Greenpeace report reveals fast food suppliers importing deforestation and violence from Brazil
 
Mega-traders Cargill and Bunge are exporting soya from an agricultural estate in Brazil with a long record of violence, illegality, and environmental destruction, a Greenpeace International investigation has uncovered. Cargill and Bunge supply soya to numerous international companies, including fast food brands McDonald’s, KFC, Burger King, retailers and consumer goods brands that promised to eliminate deforestation by 2020.[1] 
 
“Cargill and Bunge are supplying the market with soya linked to decimation and violence from Brazil’s Cerrado. Brands buying the soya drive this destruction.

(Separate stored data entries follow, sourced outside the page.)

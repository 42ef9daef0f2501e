use std::path::Path;

use chrono::Utc;
use jsonwebtoken::{decode, encode, DecodingKey, EncodingKey, Header, Validation};
use rand::Rng;

use crate::auth::middleware::Claims;

/// Access token lifetime in seconds (30 days).
const TOKEN_TTL_SECS: i64 = 30 * 24 * 60 * 60;

/// Load or generate the JWT signing key (256-bit random secret).
/// Key is stored as raw bytes in data_dir/jwt_secret.
pub fn load_or_generate_jwt_secret(data_dir: &str) -> Result<Vec<u8>, Box<dyn std::error::Error>> {
    let key_path = Path::new(data_dir).join("jwt_secret");

    if key_path.exists() {
        let key = std::fs::read(&key_path)?;
        if key.len() == 32 {
            tracing::info!("JWT signing key loaded from {}", key_path.display());
            return Ok(key);
        }
        // Invalid key file — regenerate
        tracing::warn!("JWT key file has wrong size ({}), regenerating", key.len());
    }

    // Generate new 256-bit random key
    let key: [u8; 32] = rand::rng().random();
    std::fs::write(&key_path, &key)?;
    tracing::info!("JWT signing key generated at {}", key_path.display());
    Ok(key.to_vec())
}

/// Issue an access token.
/// Claims: sub=user_id, name, is_admin, iat, exp
pub fn issue_access_token(
    secret: &[u8],
    user_id: &str,
    name: &str,
    is_admin: bool,
) -> Result<String, jsonwebtoken::errors::Error> {
    let now = Utc::now().timestamp();
    let claims = Claims {
        sub: user_id.to_string(),
        name: name.to_string(),
        is_admin,
        iat: now,
        exp: now + TOKEN_TTL_SECS,
    };

    encode(
        &Header::default(), // HS256
        &claims,
        &EncodingKey::from_secret(secret),
    )
}

/// Validate an access token and return its claims.
pub fn validate_access_token(
    secret: &[u8],
    token: &str,
) -> Result<Claims, jsonwebtoken::errors::Error> {
    let validation = Validation::new(jsonwebtoken::Algorithm::HS256);
    let token_data = decode::<Claims>(token, &DecodingKey::from_secret(secret), &validation)?;
    Ok(token_data.claims)
}
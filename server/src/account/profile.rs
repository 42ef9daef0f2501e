use axum::{extract::State, http::StatusCode, Json};
use chrono::Utc;
use serde::{Deserialize, Serialize};

use crate::account::{find_user_by_email, find_user_by_id, AuthResponse};
use crate::auth::jwt;
use crate::auth::middleware::Claims;
use crate::state::AppState;

/// Profile view: the user record sans password hash.
#[derive(Debug, Serialize)]
pub struct ProfileResponse {
    pub id: String,
    pub name: String,
    pub email: String,
    pub avatar_url: String,
    pub is_admin: bool,
    pub created_at: String,
    pub updated_at: String,
}

#[derive(Debug, Deserialize)]
pub struct UpdateProfileRequest {
    pub name: Option<String>,
    pub email: Option<String>,
}

/// GET /users/profile
/// Answers 401 when the token's subject no longer exists.
pub async fn get_profile(
    State(state): State<AppState>,
    claims: Claims,
) -> Result<Json<ProfileResponse>, (StatusCode, String)> {
    let db = state.db.clone();
    let user_id = claims.sub.clone();

    let profile = tokio::task::spawn_blocking(move || {
        let conn = db
            .lock()
            .map_err(|_| (StatusCode::INTERNAL_SERVER_ERROR, "DB lock".to_string()))?;

        let user = find_user_by_id(&conn, &user_id)
            .map_err(|e| (StatusCode::INTERNAL_SERVER_ERROR, format!("Lookup user: {}", e)))?
            .ok_or((StatusCode::UNAUTHORIZED, "User no longer exists".to_string()))?;

        let is_admin = user.is_admin();
        Ok::<_, (StatusCode, String)>(ProfileResponse {
            id: user.id,
            name: user.name,
            email: user.email,
            avatar_url: user.avatar_url,
            is_admin,
            created_at: user.created_at,
            updated_at: user.updated_at,
        })
    })
    .await
    .map_err(|e| (StatusCode::INTERNAL_SERVER_ERROR, format!("Task join: {}", e)))??;

    Ok(Json(profile))
}

/// PUT /users/profile
/// Partial update of name/email. An email change is checked for uniqueness
/// against other accounts. Returns the updated record plus a fresh token,
/// since the token embeds the display name.
pub async fn update_profile(
    State(state): State<AppState>,
    claims: Claims,
    Json(req): Json<UpdateProfileRequest>,
) -> Result<Json<AuthResponse>, (StatusCode, String)> {
    let db = state.db.clone();
    let jwt_secret = state.jwt_secret.clone();
    let user_id = claims.sub.clone();

    let response = tokio::task::spawn_blocking(move || {
        let conn = db
            .lock()
            .map_err(|_| (StatusCode::INTERNAL_SERVER_ERROR, "DB lock".to_string()))?;

        let user = find_user_by_id(&conn, &user_id)
            .map_err(|e| (StatusCode::INTERNAL_SERVER_ERROR, format!("Lookup user: {}", e)))?
            .ok_or((StatusCode::UNAUTHORIZED, "User no longer exists".to_string()))?;

        let new_name = match req.name {
            Some(ref n) if !n.trim().is_empty() => n.trim().to_string(),
            _ => user.name.clone(),
        };

        let new_email = match req.email {
            Some(ref e) if !e.trim().is_empty() => e.trim().to_lowercase(),
            _ => user.email.clone(),
        };

        if new_email != user.email {
            let taken = find_user_by_email(&conn, &new_email)
                .map_err(|e| (StatusCode::INTERNAL_SERVER_ERROR, format!("Lookup email: {}", e)))?;
            if taken.is_some() {
                return Err((StatusCode::BAD_REQUEST, "Email already in use".to_string()));
            }
        }

        let now = Utc::now().to_rfc3339();
        conn.execute(
            "UPDATE users SET name = ?1, email = ?2, updated_at = ?3 WHERE id = ?4",
            rusqlite::params![new_name, new_email, now, user_id],
        )
        .map_err(|e| (StatusCode::INTERNAL_SERVER_ERROR, format!("Update user: {}", e)))?;

        let is_admin = user.is_admin();
        let token = jwt::issue_access_token(&jwt_secret, &user_id, &new_name, is_admin)
            .map_err(|e| (StatusCode::INTERNAL_SERVER_ERROR, format!("JWT: {}", e)))?;

        Ok::<_, (StatusCode, String)>(AuthResponse {
            id: user_id,
            name: new_name,
            email: new_email,
            avatar_url: user.avatar_url,
            is_admin,
            token,
        })
    })
    .await
    .map_err(|e| (StatusCode::INTERNAL_SERVER_ERROR, format!("Task join: {}", e)))??;

    Ok(Json(response))
}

This soya is feeding chicken and meat sold in fast food and retail stores around the world,” said Cristiane Mazzetti, Campaigner at Greenpeace Brazil.
 
Cargill and Bunge both have silos on the Agronegócio Estrondo estate in Brazil’s Cerrado, and export its soya to Europe and East Asia.[2] Estrondo recently renewed a permit to deforest nearly 25,000 hectares of land – an area the size of Frankfurt – in the rapidly-disappearing savanna.[3] Soya traders have thus far resisted calls to curb deforestation in the Cerrado, where half of the natural vegetation has already been destroyed.[4] 
 
Greenpeace International’s Under Fire also details reports of illegal land clearance, land grabbing, and slave labour on Agronegócio Estrondo. Members of traditional geraizeira communities report having been detained, abducted, shot, and having access to communal lands restricted by Estrondo’s private security force. In May 2019, a Greenpeace Brazil investigative team and German TV Channel ARD Weltspiegel documented an armed raid against one community living within Estrondo’s borders, capturing footage and photographs. Threats towards traditional and Indigenous communities and forest destruction are both on the rise since President Jair Bolsonaro came to power in January.[5] 
 
“There has never been a more crucial moment for companies to act. The future of vital ecosystems and the communities that rely on them hangs in the balance. Companies must immediately end trade with environmental destroyers and take action to protect people and nature,” said Daniela Montalto, Campaigner at Greenpeace UK.
 
ENDS
 
The full Under Fire report may be accessed here.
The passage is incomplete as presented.